In my case, I was never informed of bogus allegations, never had a hearing, and the first time I heard anything about why Had been removed from my famous practice, was after 6 months in the rubber room in NYC District 2–where the district sup’t published a letter in which she ‘found me guilty of corporal punishment, based on allegations that I cursed at a child.

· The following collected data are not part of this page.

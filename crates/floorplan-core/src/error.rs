//! Editor errors and user-facing notifications.

use crate::backend::BackendError;
use crate::layers::LayerError;
use serde::{Deserialize, Serialize};
use thiserror::Error;

#[derive(Debug, Clone, PartialEq, Eq, Error)]
pub enum EditorError {
    #[error("Validation failed: {0}")]
    Validation(String),
    #[error("Not found: {0}")]
    NotFound(String),
    #[error("Not authorized")]
    Unauthorized,
    #[error("Network error: {0}")]
    Network(String),
}

pub type EditorResult<T> = Result<T, EditorError>;

impl From<BackendError> for EditorError {
    fn from(error: BackendError) -> Self {
        match error {
            BackendError::NotFound(what) => EditorError::NotFound(what),
            BackendError::Unauthorized => EditorError::Unauthorized,
            BackendError::Validation(msg) => EditorError::Validation(msg),
            BackendError::Network(msg) | BackendError::Other(msg) => EditorError::Network(msg),
        }
    }
}

impl From<LayerError> for EditorError {
    fn from(error: LayerError) -> Self {
        EditorError::Validation(error.to_string())
    }
}

#[derive(Debug, Clone, Copy, PartialEq, Eq, Serialize, Deserialize)]
#[serde(rename_all = "lowercase")]
pub enum NotificationLevel {
    Info,
    Warning,
    Error,
}

/// A message for the user, queued on the session until drained.
#[derive(Debug, Clone, PartialEq, Eq, Serialize, Deserialize)]
pub struct Notification {
    pub level: NotificationLevel,
    pub message: String,
}

impl Notification {
    pub fn info(message: impl Into<String>) -> Self {
        Self {
            level: NotificationLevel::Info,
            message: message.into(),
        }
    }

    pub fn warning(message: impl Into<String>) -> Self {
        Self {
            level: NotificationLevel::Warning,
            message: message.into(),
        }
    }

    pub fn error(message: impl Into<String>) -> Self {
        Self {
            level: NotificationLevel::Error,
            message: message.into(),
        }
    }
}

impl From<&EditorError> for Notification {
    fn from(error: &EditorError) -> Self {
        match error {
            EditorError::Validation(_) | EditorError::NotFound(_) => Notification::warning(error.to_string()),
            EditorError::Unauthorized | EditorError::Network(_) => Notification::error(error.to_string()),
        }
    }
}
/// Body of a project creation.
#[derive(Debug, Clone, Default, Deserialize)]
#[serde(default)]
pub struct NewProject {
    pub title: String,
    pub description: Option<String>,
    pub metadata: ProjectMetadata,
}

/// Partial project update; metadata fields are merged.
#[derive(Debug, Clone, Default, Deserialize)]
#[serde(default)]
pub struct ProjectUpdate {
    pub title: Option<String>,
    pub description: Option<String>,
    pub metadata: Option<ProjectMetadata>,
}

/// Body of a drawing creation. Absent settings take the drawing defaults.
#[derive(Debug, Clone, Default, Deserialize)]
#[serde(rename_all = "camelCase", default)]
pub struct NewDrawing {
    pub title: String,
    pub view_box: Option<ViewBox>,
    pub scale: Option<f64>,
    pub grid_settings: Option<GridSettings>,
}

#[derive(Default)]
struct Tables {
    projects: HashMap<ProjectId, Project>,
    drawings: HashMap<DrawingId, Drawing>,
    /// Every element with its drawing, in insertion order.
    elements: Vec<(DrawingId, Element)>,
}

fn project_not_found() -> ApiError {
    ApiError::NotFound("Project not found".to_string())
}

fn drawing_not_found() -> ApiError {
    ApiError::NotFound("Drawing not found".to_string())
}

fn element_not_found() -> ApiError {
    ApiError::NotFound("Element not found".to_string())
}

fn require_title(title: &str) -> ApiResult<String> {
    let title = title.trim();
    if title.is_empty() {
        return Err(ApiError::Validation("Title is required".to_string()));
    }
    Ok(title.to_string())
}

/// Line and outline kinds are never stored without points.
fn require_points(geometry: &Geometry) -> ApiResult<()> {
    if geometry.polyline().is_some_and(|line| line.points.is_empty()) {
        return Err(ApiError::Validation(format!("{} requires at least one point", geometry.kind())));
    }
    Ok(())
}

impl Tables {
    fn project(&self, id: &ProjectId) -> ApiResult<&Project> {
        self.projects.get(id).ok_or_else(project_not_found)
    }

    fn accessible_project(&self, user: &UserId, id: &ProjectId) -> ApiResult<&Project> {
        let project = self.project(id)?;
        if !project.can_access(user) {
            return Err(ApiError::Unauthorized("Not authorized to access this project".to_string()));
        }
        Ok(project)
    }

    fn owned_project(&mut self, user: &UserId, id: &ProjectId) -> ApiResult<&mut Project> {
        let project = self.projects.get_mut(id).ok_or_else(project_not_found)?;
        if !project.is_owner(user) {
            return Err(ApiError::Unauthorized("Only the project owner may do this".to_string()));
        }
        Ok(project)
    }

    /// A drawing whose project `user` can access.
    fn accessible_drawing(&self, user: &UserId, id: &DrawingId) -> ApiResult<&Drawing> {
        let drawing = self.drawings.get(id).ok_or_else(drawing_not_found)?;
        self.accessible_project(user, &drawing.project)?;
        Ok(drawing)
    }

    /// Position of an element whose drawing `user` can access.
    fn accessible_element(&self, user: &UserId, id: &ElementId) -> ApiResult<usize> {
        let index = self
            .elements
            .iter()
            .position(|(_, e)| &e.id == id)
            .ok_or_else(element_not_found)?;
        self.accessible_drawing(user, &self.elements[index].0)?;
        Ok(index)
    }

    fn drawing_elements(&self, drawing: &DrawingId) -> Vec<Element> {
        self.elements
            .iter()
            .filter(|(d, _)| d == drawing)
            .map(|(_, e)| e.clone())
            .collect()
    }

    fn touch_drawing(&mut self, id: &DrawingId) -> Option<&mut Drawing> {
        let drawing = self.drawings.get_mut(id)?;
        drawing.updated_at = now_millis();
        Some(drawing)
    }

    fn remove_drawing(&mut self, id: &DrawingId) {
        self.drawings.remove(id);
        self.elements.retain(|(d, _)| d != id);
    }
}

#[derive(Default)]
pub struct Database {
    tables: RwLock<Tables>,
}

impl Database {
    pub fn new() -> Self {
        Self::default()
    }

    /// Projects `user` owns or collaborates on, newest first.
    pub async fn list_projects(&self, user: &UserId) -> Vec<Project> {
        let tables = self.tables.read().await;
        let mut projects: Vec<Project> = tables
            .projects
            .values()
            .filter(|p| p.can_access(user))
            .cloned()
            .collect();
        projects.sort_by(|a, b| b.created_at.cmp(&a.created_at));
        projects
    }

    pub async fn create_project(&self, user: &UserId, new: NewProject) -> ApiResult<Project> {
        let mut project = Project::new(require_title(&new.title)?, user.clone());
        project.description = new.description;
        project.metadata = new.metadata;

        let mut tables = self.tables.write().await;
        tables.projects.insert(project.id.clone(), project.clone());
        tracing::info!(project = %project.id, owner = %user, "project created");
        Ok(project)
    }

    pub async fn project(&self, user: &UserId, id: &ProjectId) -> ApiResult<Project> {
        let tables = self.tables.read().await;
        tables.accessible_project(user, id).cloned()
    }

    pub async fn update_project(&self, user: &UserId, id: &ProjectId, update: ProjectUpdate) -> ApiResult<Project> {
        let mut tables = self.tables.write().await;
        let project = tables.owned_project(user, id)?;

        if let Some(title) = update.title.filter(|t| !t.trim().is_empty()) {
            project.title = title;
        }
        if update.description.is_some() {
            project.description = update.description;
        }
        if let Some(metadata) = update.metadata {
            let merged = &mut project.metadata;
            if metadata.project_type.is_some() {
                merged.project_type = metadata.project_type;
            }
            if metadata.client.is_some() {
                merged.client = metadata.client;
            }
            if metadata.location.is_some() {
                merged.location = metadata.location;
            }
        }
        project.updated_at = now_millis();
        Ok(project.clone())
    }

    /// Delete a project with all its drawings and their elements.
    pub async fn delete_project(&self, user: &UserId, id: &ProjectId) -> ApiResult<()> {
        let mut tables = self.tables.write().await;
        let drawings = tables.owned_project(user, id)?.drawings.clone();
        for drawing in &drawings {
            tables.remove_drawing(drawing);
        }
        tables.projects.remove(id);
        tracing::info!(project = %id, drawings = drawings.len(), "project deleted");
        Ok(())
    }

    pub async fn add_collaborator(&self, user: &UserId, id: &ProjectId, collaborator: UserId) -> ApiResult<Project> {
        let mut tables = self.tables.write().await;
        let project = tables.owned_project(user, id)?;
        if project.is_owner(&collaborator) {
            return Err(ApiError::Validation("Owner cannot be added as a collaborator".to_string()));
        }
        if project.collaborators.contains(&collaborator) {
            return Err(ApiError::Validation("User is already a collaborator".to_string()));
        }
        project.collaborators.push(collaborator);
        project.updated_at = now_millis();
        Ok(project.clone())
    }

    pub async fn remove_collaborator(
        &self,
        user: &UserId,
        id: &ProjectId,
        collaborator: &UserId,
    ) -> ApiResult<Project> {
        let mut tables = self.tables.write().await;
        let project = tables.owned_project(user, id)?;
        project.collaborators.retain(|c| c != collaborator);
        project.updated_at = now_millis();
        Ok(project.clone())
    }

    /// Drawings of a project, newest first.
    pub async fn list_drawings(&self, user: &UserId, project: &ProjectId) -> ApiResult<Vec<Drawing>> {
        let tables = self.tables.read().await;
        tables.accessible_project(user, project)?;
        let mut drawings: Vec<Drawing> = tables
            .drawings
            .values()
            .filter(|d| &d.project == project)
            .cloned()
            .collect();
        drawings.sort_by(|a, b| b.created_at.cmp(&a.created_at));
        Ok(drawings)
    }

    pub async fn create_drawing(&self, user: &UserId, project: &ProjectId, new: NewDrawing) -> ApiResult<Drawing> {
        let title = require_title(&new.title)?;
        let mut tables = self.tables.write().await;
        tables.accessible_project(user, project)?;

        let mut drawing = Drawing::new(project.clone(), title, user.clone());
        drawing.apply_patch(&DrawingPatch {
            view_box: new.view_box,
            scale: new.scale,
            grid_settings: new.grid_settings,
            ..DrawingPatch::default()
        });

        if let Some(record) = tables.projects.get_mut(project) {
            record.drawings.push(drawing.id.clone());
        }
        tables.drawings.insert(drawing.id.clone(), drawing.clone());
        tracing::info!(drawing = %drawing.id, %project, "drawing created");
        Ok(drawing)
    }

    pub async fn drawing(&self, user: &UserId, id: &DrawingId) -> ApiResult<Drawing> {
        let tables = self.tables.read().await;
        tables.accessible_drawing(user, id).cloned()
    }

    pub async fn update_drawing(&self, user: &UserId, id: &DrawingId, patch: DrawingPatch) -> ApiResult<Drawing> {
        let mut tables = self.tables.write().await;
        tables.accessible_drawing(user, id)?;
        let drawing = tables.drawings.get_mut(id).ok_or_else(drawing_not_found)?;
        drawing.apply_patch(&patch);
        Ok(drawing.clone())
    }

    /// Delete a drawing and its elements. Owner only.
    pub async fn delete_drawing(&self, user: &UserId, id: &DrawingId) -> ApiResult<()> {
        let mut tables = self.tables.write().await;
        let project = tables.drawings.get(id).ok_or_else(drawing_not_found)?.project.clone();
        tables.owned_project(user, &project)?.drawings.retain(|d| d != id);
        tables.remove_drawing(id);
        tracing::info!(drawing = %id, "drawing deleted");
        Ok(())
    }

    /// Elements of a drawing in insertion order.
    pub async fn list_elements(&self, user: &UserId, drawing: &DrawingId) -> ApiResult<Vec<Element>> {
        let tables = self.tables.read().await;
        tables.accessible_drawing(user, drawing)?;
        Ok(tables.drawing_elements(drawing))
    }

    /// Swap a drawing's whole element set.
    pub async fn replace_elements(
        &self,
        user: &UserId,
        drawing: &DrawingId,
        batch: Vec<BatchElement>,
    ) -> ApiResult<Vec<Element>> {
        let mut tables = self.tables.write().await;
        tables.accessible_drawing(user, drawing)?;

        let elements: Vec<Element> = batch.into_iter().map(BatchElement::into_element).collect();
        let mut seen = HashSet::new();
        for element in &elements {
            require_points(&element.geometry)?;
            if !seen.insert(&element.id) {
                return Err(ApiError::Validation(format!("Duplicate element id {}", element.id)));
            }
            if tables.elements.iter().any(|(d, e)| d != drawing && e.id == element.id) {
                return Err(ApiError::Validation(format!("Element {} belongs to another drawing", element.id)));
            }
        }
        tables.elements.retain(|(d, _)| d != drawing);
        tables
            .elements
            .extend(elements.iter().map(|e| (drawing.clone(), e.clone())));
        if let Some(record) = tables.touch_drawing(drawing) {
            record.elements = elements.iter().map(|e| e.id.clone()).collect();
        }
        tracing::debug!(%drawing, count = elements.len(), "elements replaced");
        Ok(elements)
    }

    pub async fn create_element(&self, user: &UserId, drawing: &DrawingId, new: NewElement) -> ApiResult<Element> {
        let mut tables = self.tables.write().await;
        tables.accessible_drawing(user, drawing)?;
        require_points(&new.geometry)?;

        let element = new.into_element(ElementId::generate());
        tables.elements.push((drawing.clone(), element.clone()));
        if let Some(record) = tables.touch_drawing(drawing) {
            record.elements.push(element.id.clone());
        }
        tracing::debug!(element = %element.id, %drawing, kind = %element.kind(), "element created");
        Ok(element)
    }

    pub async fn element(&self, user: &UserId, id: &ElementId) -> ApiResult<Element> {
        let tables = self.tables.read().await;
        let index = tables.accessible_element(user, id)?;
        Ok(tables.elements[index].1.clone())
    }

    pub async fn update_element(&self, user: &UserId, id: &ElementId, patch: ElementPatch) -> ApiResult<Element> {
        let mut tables = self.tables.write().await;
        let index = tables.accessible_element(user, id)?;
        if let Some(geometry) = &patch.geometry {
            require_points(geometry)?;
        }
        let element = &mut tables.elements[index].1;
        patch.apply_to(element);
        Ok(element.clone())
    }

    pub async fn delete_element(&self, user: &UserId, id: &ElementId) -> ApiResult<()> {
        let mut tables = self.tables.write().await;
        let index = tables.accessible_element(user, id)?;
        let (drawing, _) = tables.elements.remove(index);
        if let Some(record) = tables.touch_drawing(&drawing) {
            record.elements.retain(|e| e != id);
        }
        Ok(())
    }
}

It cost me 25 thousand dollars to hire an attorney to end that as the Manhattan Bureau rep of the UFT hung up on me. Of course, this PLOY only works when the union* looks the other way and colludes to end collective bargaining rights, and the media sells the lie! Now, the corruption is so ingrained ,that even minority administrators are selling the kids out.
End of comment
Yes, Diane, We need unions… I applaud Randi and support her,
but teachers need to remove corrupt leadership that does not work for the benefit of teachers, like in LAUSD. http://www.perdaily.com/2011/03/lausd-and-utla–connecting-the-dots-of-blattant-corruption.html which supported the dismissal process
http://www.perdaily.com/2014/07/former-ctc-attorney-kathleen-carroll-lays-out-unholy-alliance-between-union-and-public-education-pri.html
Meanwhile, every day we have to live with the detritus of another Gates program, along with people all over the country. We have a system specifically designed to measure who sucks and how much they suck, entirely based on a pipe dream by Bill Gates. When he says, “Oopzie,” it never means he’s going to repair the damage he’s caused. So what if teachers nationwide are demoralized and children nowhere have been helped? Bill Gates is off to hop around another field of daisies and fund some new program, also based on neither research or practice, that he’ll put up seed money for. if the municipalities are stuck funding garbage for decades thereafter, so be it. Bill had fun with it while it lasted.
This is what happens with a system that invites billionaires into functions normally undertaken by government. It subjects ordinary people to the whims of billionaires under the guise of “partnerships.” There is no onus on the billionaires to implement anything legitimate or evidence based. Billionaires know how to make money, and we will see more exploitative programs based on the bias of billionaires or the profit motive. ESSA is a perfect example of shifting public funds into the realm of “partnerships.” The implied message is that billionaires are better than the rest of us so they can use us as guinea pigs.
great word to describe the ONGOING, and still so very devastating mess made by Gates now that we are told to see his failure: detritus
The problem is….that that anyone who has a specific stake in the outcome of the theory should never be fully trusted. All theories should be evaluated from all angles before a community is allowed to put forth money and lay their institutions on the line. Gates had a large stake in bringing down the public school system…since…he was a charter school owner and advocate. And we believed that many of the people involved in promoting charter schools were active in government agencies. Thus, who is most able to point to the truth….it is almost always left to those that are being set up for victimization to keep their eyes on the ball coming down the pike and make and begin the process of fighting back. Once individuals are targeted.they are almost in a weakened position so…other in the field that is being trageted must step in and understand how the handwriting on the wall will come back to bite them. ofcause this is easier said then done.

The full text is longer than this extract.